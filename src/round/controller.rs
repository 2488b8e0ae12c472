//! Round state machine.
//!
//! `RoundController` sequences one play cycle: generate a board, collect
//! the player's goal (and optional start), resolve the token's path, and
//! settle the payout. Every operation is guarded by the current
//! [`RoundState`]; a call that is not allowed fails with `InvalidState` and
//! changes nothing.
//!
//! ## Transitions
//!
//! | Operation      | From                              | To             |
//! |----------------|-----------------------------------|----------------|
//! | `start_round`  | Idle, BoardReady, GoalSelected    | BoardReady     |
//! | `select_goal`  | BoardReady, GoalSelected          | GoalSelected (same column again: BoardReady) |
//! | `select_start` | GoalSelected                      | GoalSelected   |
//! | `resolve`      | GoalSelected                      | Resolved       |
//! | `acknowledge`  | Resolved                          | Idle           |
//!
//! ## Rung targets
//!
//! The controller generates exactly the [`BoardSpec`] it is handed. Hosts
//! that re-roll the rung target for every new board call
//! [`BoardSpec::roll_target_rungs`] before `start_round`.

use log::{debug, info};

use super::record::RoundRecord;
use super::state::{RoundResult, RoundState, Selection};
use crate::board::{Board, BoardGenerator, GenerationReport, PathResolver, PathTrace};
use crate::core::error::check_column;
use crate::core::{BoardSpec, LadderConfig, LadderError, LadderRng, RandomSource, Result};
use crate::payout::{Bet, PayoutCalculator, WagerMode};

/// Everything `resolve` produces before it is committed.
struct Resolution {
    board: Option<(Board, GenerationReport)>,
    trace: PathTrace,
    result: RoundResult,
}

/// Drives a single player's rounds.
///
/// Generic over the random source so tests can substitute a seeded or
/// scripted one.
pub struct RoundController<R: RandomSource = LadderRng> {
    config: LadderConfig,
    calculator: PayoutCalculator,
    rng: R,
    state: RoundState,
    spec: Option<BoardSpec>,
    board: Option<Board>,
    report: Option<GenerationReport>,
    selection: Selection,
    result: Option<RoundResult>,
    trace: Option<PathTrace>,
}

impl RoundController<LadderRng> {
    /// Create a controller backed by a seeded [`LadderRng`].
    pub fn with_seed(config: LadderConfig, seed: u64) -> Result<Self> {
        Self::new(config, LadderRng::new(seed))
    }
}

impl<R: RandomSource> RoundController<R> {
    /// Create a controller in the `Idle` state.
    pub fn new(config: LadderConfig, rng: R) -> Result<Self> {
        config.validate()?;
        Ok(Self {
            calculator: PayoutCalculator::new(config.payout.clone()),
            config,
            rng,
            state: RoundState::Idle,
            spec: None,
            board: None,
            report: None,
            selection: Selection::default(),
            result: None,
            trace: None,
        })
    }

    // === Operations ===

    /// Generate a fresh board and discard any previous selection.
    pub fn start_round(&mut self, spec: BoardSpec) -> Result<()> {
        self.require(
            "start_round",
            &[RoundState::Idle, RoundState::BoardReady, RoundState::GoalSelected],
        )?;

        let (board, report) = BoardGenerator::generate(&spec, &mut self.rng)?;

        self.board = Some(board);
        self.report = Some(report);
        self.spec = Some(spec);
        self.selection.clear();
        self.result = None;
        self.trace = None;
        self.transition(RoundState::BoardReady);
        Ok(())
    }

    /// Pick the goal column. Picking the current goal again deselects it.
    pub fn select_goal(&mut self, column: usize) -> Result<()> {
        self.require("select_goal", &[RoundState::BoardReady, RoundState::GoalSelected])?;
        check_column(column, self.columns("select_goal")?)?;

        if self.selection.goal_column == Some(column) {
            self.selection.clear();
            self.transition(RoundState::BoardReady);
        } else {
            self.selection.goal_column = Some(column);
            self.transition(RoundState::GoalSelected);
        }
        Ok(())
    }

    /// Pick the start column. Picking the current start again deselects it.
    pub fn select_start(&mut self, column: usize) -> Result<()> {
        self.require("select_start", &[RoundState::GoalSelected])?;
        check_column(column, self.columns("select_start")?)?;

        if self.selection.start_column == Some(column) {
            self.selection.start_column = None;
        } else {
            self.selection.start_column = Some(column);
        }
        debug!("start column now {:?}", self.selection.start_column);
        Ok(())
    }

    /// Settle the round.
    ///
    /// Draws a random start if none was picked, regenerates the rung layout
    /// when configured to, walks the token, and computes the payout.
    /// `GoalAndStart` requires an explicitly picked start.
    pub fn resolve(&mut self, bet_amount: f64, mode: WagerMode) -> Result<RoundResult> {
        self.require("resolve", &[RoundState::GoalSelected])?;
        let bet = Bet::new(bet_amount)?;
        if mode == WagerMode::GoalAndStart && self.selection.start_column.is_none() {
            return Err(LadderError::invalid_argument(
                "goal+start wagers need a selected start column",
            ));
        }

        let previous = self.state;
        self.state = RoundState::Resolving;
        let resolution = match self.run_resolution(bet, mode) {
            Ok(resolution) => resolution,
            Err(err) => {
                self.state = previous;
                return Err(err);
            }
        };

        if let Some((board, report)) = resolution.board {
            self.board = Some(board);
            self.report = Some(report);
        }
        let result = resolution.result;
        info!(
            "round resolved: start {} -> arrival {}, goal {}, {} at {:.2}x, reward {:.2}",
            result.start_column,
            result.arrival_column,
            result.goal_column,
            if result.success { "won" } else { "lost" },
            result.multiplier,
            result.reward
        );
        self.trace = Some(resolution.trace);
        self.result = Some(result.clone());
        self.transition(RoundState::Resolved);
        Ok(result)
    }

    /// Close a resolved round once the presenter has shown it.
    pub fn acknowledge(&mut self) -> Result<()> {
        self.require("acknowledge", &[RoundState::Resolved])?;
        self.result = None;
        self.trace = None;
        self.selection.clear();
        self.transition(RoundState::Idle);
        Ok(())
    }

    // === Queries ===

    #[must_use]
    pub fn current_state(&self) -> RoundState {
        self.state
    }

    /// The active board, if a round has been started.
    #[must_use]
    pub fn current_board(&self) -> Option<&Board> {
        self.board.as_ref()
    }

    #[must_use]
    pub fn current_selection(&self) -> &Selection {
        &self.selection
    }

    /// Result of the last resolve, until acknowledged.
    #[must_use]
    pub fn current_result(&self) -> Option<&RoundResult> {
        self.result.as_ref()
    }

    /// Waypoints of the resolved descent, for the animator.
    #[must_use]
    pub fn current_trace(&self) -> Option<&PathTrace> {
        self.trace.as_ref()
    }

    /// Diagnostics from the most recent board generation.
    #[must_use]
    pub fn last_report(&self) -> Option<&GenerationReport> {
        self.report.as_ref()
    }

    /// Spec the active board was generated from.
    #[must_use]
    pub fn current_spec(&self) -> Option<&BoardSpec> {
        self.spec.as_ref()
    }

    #[must_use]
    pub fn config(&self) -> &LadderConfig {
        &self.config
    }

    /// What a win would pay on the current board.
    pub fn preview(&self, bet_amount: f64, mode: WagerMode) -> Result<f64> {
        if matches!(self.state, RoundState::Idle | RoundState::Resolved) {
            return Err(LadderError::InvalidState {
                operation: "preview",
                state: self.state,
            });
        }
        self.calculator
            .potential_reward(self.columns("preview")?, bet_amount, mode)
    }

    /// Audit record of the resolved round.
    #[must_use]
    pub fn record(&self) -> Option<RoundRecord> {
        let board = self.board.as_ref()?;
        let result = self.result.as_ref()?;
        Some(RoundRecord::new(board, result))
    }

    // === Internals ===

    fn run_resolution(&mut self, bet: Bet, mode: WagerMode) -> Result<Resolution> {
        let spec = self
            .spec
            .clone()
            .ok_or_else(|| self.invalid_state("resolve"))?;
        let goal = self
            .selection
            .goal_column
            .ok_or_else(|| self.invalid_state("resolve"))?;

        let start = match self.selection.start_column {
            Some(start) => start,
            None => self.rng.gen_index(spec.columns),
        };

        let regenerated = if self.config.regenerate_on_resolve {
            Some(BoardGenerator::generate(&spec, &mut self.rng)?)
        } else {
            None
        };
        let board = match (&regenerated, &self.board) {
            (Some((board, _)), _) | (None, Some(board)) => board,
            (None, None) => return Err(self.invalid_state("resolve")),
        };

        let trace = PathResolver::trace(board, start)?;
        let success = trace.arrival == goal;
        let payout = self
            .calculator
            .calculate(board.columns(), bet.amount(), mode, success)?;

        let result = RoundResult {
            start_column: start,
            arrival_column: trace.arrival,
            goal_column: goal,
            success,
            mode,
            bet_amount: bet.amount(),
            multiplier: payout.multiplier,
            reward: payout.reward,
        };
        Ok(Resolution {
            board: regenerated,
            trace,
            result,
        })
    }

    fn columns(&self, operation: &'static str) -> Result<usize> {
        self.board
            .as_ref()
            .map(Board::columns)
            .ok_or_else(|| self.invalid_state(operation))
    }

    fn require(&self, operation: &'static str, allowed: &[RoundState]) -> Result<()> {
        if allowed.contains(&self.state) {
            Ok(())
        } else {
            Err(self.invalid_state(operation))
        }
    }

    fn invalid_state(&self, operation: &'static str) -> LadderError {
        LadderError::InvalidState {
            operation,
            state: self.state,
        }
    }

    fn transition(&mut self, next: RoundState) {
        debug!("round {} -> {}", self.state, next);
        self.state = next;
    }
}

» **Exercise requirements**
Would you print exactly and only the lines of the material above that run from the line with "self.trace.as_ref()" through the line with "pub fn config(&self)", both included?

» **Exercise output**
        self.trace.as_ref()
    }

    /// Diagnostics from the most recent board generation.
    #[must_use]
    pub fn last_report(&self) -> Option<&GenerationReport> {
        self.report.as_ref()
    }

    /// Spec the active board was generated from.
    #[must_use]
    pub fn current_spec(&self) -> Option<&BoardSpec> {
        self.spec.as_ref()
    }

    #[must_use]
    pub fn config(&self) -> &LadderConfig {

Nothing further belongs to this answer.